Stored data
+++
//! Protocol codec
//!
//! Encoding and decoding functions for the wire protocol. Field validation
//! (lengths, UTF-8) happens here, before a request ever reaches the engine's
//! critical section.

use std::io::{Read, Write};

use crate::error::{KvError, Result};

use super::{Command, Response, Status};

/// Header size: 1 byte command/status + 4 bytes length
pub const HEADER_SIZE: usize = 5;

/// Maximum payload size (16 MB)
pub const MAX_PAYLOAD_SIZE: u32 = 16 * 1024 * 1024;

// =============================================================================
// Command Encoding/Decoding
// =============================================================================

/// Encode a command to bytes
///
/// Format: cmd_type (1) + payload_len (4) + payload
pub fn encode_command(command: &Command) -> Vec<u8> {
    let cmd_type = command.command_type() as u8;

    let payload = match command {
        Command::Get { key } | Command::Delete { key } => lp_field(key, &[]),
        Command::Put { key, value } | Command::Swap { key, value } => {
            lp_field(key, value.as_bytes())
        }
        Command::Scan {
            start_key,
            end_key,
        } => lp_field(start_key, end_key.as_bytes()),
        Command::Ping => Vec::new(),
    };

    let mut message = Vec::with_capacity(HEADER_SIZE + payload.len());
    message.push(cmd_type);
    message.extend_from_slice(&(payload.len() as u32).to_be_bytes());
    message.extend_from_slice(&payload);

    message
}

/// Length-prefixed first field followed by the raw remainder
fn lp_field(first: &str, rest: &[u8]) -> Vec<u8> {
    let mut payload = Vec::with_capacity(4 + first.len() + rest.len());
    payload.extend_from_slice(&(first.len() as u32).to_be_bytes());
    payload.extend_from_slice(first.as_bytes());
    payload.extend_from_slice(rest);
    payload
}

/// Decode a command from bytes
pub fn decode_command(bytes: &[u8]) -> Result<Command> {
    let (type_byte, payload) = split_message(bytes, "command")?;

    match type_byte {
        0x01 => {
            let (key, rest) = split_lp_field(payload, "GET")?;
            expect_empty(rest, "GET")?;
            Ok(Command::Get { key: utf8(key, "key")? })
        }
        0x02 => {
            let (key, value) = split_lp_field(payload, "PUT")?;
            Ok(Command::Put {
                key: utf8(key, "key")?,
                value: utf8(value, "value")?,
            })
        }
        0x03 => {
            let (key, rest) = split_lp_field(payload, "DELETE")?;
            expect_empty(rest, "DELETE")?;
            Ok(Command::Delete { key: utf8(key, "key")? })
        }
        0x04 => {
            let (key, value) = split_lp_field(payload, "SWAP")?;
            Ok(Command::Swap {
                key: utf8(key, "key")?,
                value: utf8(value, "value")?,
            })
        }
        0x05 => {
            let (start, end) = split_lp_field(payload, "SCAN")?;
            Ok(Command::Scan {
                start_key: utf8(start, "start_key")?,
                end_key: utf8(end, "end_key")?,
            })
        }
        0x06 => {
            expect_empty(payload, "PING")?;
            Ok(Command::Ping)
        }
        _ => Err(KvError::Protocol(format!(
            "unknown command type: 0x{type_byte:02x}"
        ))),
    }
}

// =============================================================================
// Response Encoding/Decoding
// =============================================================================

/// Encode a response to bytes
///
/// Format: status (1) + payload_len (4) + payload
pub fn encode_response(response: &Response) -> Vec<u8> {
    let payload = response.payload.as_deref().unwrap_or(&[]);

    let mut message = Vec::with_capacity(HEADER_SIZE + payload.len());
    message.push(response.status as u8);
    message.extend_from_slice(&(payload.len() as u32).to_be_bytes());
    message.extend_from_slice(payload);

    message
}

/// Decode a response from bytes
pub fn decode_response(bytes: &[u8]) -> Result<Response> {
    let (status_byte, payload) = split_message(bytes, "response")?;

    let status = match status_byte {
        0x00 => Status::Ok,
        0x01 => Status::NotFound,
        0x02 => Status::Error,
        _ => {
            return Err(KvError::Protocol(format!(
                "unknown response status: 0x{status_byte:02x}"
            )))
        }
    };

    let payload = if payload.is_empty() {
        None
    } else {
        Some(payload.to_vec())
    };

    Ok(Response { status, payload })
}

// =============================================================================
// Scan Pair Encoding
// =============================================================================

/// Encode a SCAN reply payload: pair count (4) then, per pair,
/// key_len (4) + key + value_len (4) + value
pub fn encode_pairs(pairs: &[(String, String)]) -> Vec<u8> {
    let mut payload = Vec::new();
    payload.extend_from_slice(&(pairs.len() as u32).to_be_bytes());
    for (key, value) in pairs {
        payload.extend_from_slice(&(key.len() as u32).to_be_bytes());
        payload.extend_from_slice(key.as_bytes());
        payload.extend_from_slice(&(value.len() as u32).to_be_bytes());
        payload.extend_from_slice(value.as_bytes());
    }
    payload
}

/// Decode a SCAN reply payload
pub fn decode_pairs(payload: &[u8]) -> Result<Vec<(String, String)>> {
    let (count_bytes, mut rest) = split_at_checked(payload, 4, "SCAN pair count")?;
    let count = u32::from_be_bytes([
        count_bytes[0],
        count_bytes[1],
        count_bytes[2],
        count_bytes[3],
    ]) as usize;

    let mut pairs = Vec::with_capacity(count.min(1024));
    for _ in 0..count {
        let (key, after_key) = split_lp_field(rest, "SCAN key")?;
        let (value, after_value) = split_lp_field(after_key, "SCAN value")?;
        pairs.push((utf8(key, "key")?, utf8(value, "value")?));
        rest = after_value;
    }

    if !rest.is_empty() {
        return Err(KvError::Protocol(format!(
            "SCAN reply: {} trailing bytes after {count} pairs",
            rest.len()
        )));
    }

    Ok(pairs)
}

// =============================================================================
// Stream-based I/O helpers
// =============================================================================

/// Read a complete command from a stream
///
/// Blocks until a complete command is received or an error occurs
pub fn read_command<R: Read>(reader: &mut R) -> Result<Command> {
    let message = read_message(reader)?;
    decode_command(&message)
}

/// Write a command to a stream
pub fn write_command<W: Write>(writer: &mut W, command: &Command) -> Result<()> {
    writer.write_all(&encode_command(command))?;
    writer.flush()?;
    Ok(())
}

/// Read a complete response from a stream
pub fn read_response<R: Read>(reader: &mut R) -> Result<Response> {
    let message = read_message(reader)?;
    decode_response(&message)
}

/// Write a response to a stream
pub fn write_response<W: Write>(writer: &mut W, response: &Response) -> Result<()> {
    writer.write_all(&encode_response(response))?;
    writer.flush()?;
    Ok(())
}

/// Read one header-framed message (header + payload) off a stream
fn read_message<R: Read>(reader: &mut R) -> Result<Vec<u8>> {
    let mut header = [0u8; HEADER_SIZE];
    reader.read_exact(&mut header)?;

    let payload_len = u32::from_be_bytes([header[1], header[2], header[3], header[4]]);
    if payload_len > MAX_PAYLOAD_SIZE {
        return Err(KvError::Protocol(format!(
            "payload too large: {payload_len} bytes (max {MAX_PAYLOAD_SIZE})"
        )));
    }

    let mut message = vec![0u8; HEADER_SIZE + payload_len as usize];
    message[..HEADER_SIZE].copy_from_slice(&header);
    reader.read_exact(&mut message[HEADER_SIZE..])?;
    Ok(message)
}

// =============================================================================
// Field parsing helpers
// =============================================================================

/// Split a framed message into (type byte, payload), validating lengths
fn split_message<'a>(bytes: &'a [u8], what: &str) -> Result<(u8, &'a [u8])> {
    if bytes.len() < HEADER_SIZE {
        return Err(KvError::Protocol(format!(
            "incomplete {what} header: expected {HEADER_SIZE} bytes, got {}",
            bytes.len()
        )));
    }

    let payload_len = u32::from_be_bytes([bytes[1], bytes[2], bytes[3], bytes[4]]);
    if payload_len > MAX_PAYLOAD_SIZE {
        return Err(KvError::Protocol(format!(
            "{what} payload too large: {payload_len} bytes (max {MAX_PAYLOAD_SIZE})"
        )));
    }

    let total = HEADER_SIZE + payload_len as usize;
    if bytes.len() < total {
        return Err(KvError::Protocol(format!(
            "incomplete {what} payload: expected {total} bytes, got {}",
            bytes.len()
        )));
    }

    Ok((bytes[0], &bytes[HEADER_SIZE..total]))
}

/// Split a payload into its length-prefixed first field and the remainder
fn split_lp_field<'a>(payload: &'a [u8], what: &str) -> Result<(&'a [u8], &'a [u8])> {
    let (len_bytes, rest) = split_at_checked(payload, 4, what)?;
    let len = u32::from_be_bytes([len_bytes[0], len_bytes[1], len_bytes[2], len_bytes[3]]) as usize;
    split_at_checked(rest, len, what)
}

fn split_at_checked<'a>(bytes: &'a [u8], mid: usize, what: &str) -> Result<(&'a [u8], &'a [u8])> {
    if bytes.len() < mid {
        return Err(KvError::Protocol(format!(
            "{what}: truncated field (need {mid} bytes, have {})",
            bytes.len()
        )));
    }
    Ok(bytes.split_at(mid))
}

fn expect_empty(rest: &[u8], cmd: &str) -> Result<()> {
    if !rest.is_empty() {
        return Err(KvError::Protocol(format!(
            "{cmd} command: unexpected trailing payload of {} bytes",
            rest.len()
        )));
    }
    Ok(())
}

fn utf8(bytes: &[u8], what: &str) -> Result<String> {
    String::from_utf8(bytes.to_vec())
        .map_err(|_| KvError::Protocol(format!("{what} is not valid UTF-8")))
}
+++
## [Exercise requirements]
Look through the records for the string "into". Copy every line that has it.

## [Written solution]
/// Split a framed message into (type byte, payload), validating lengths
/// Split a payload into its length-prefixed first field and the remainder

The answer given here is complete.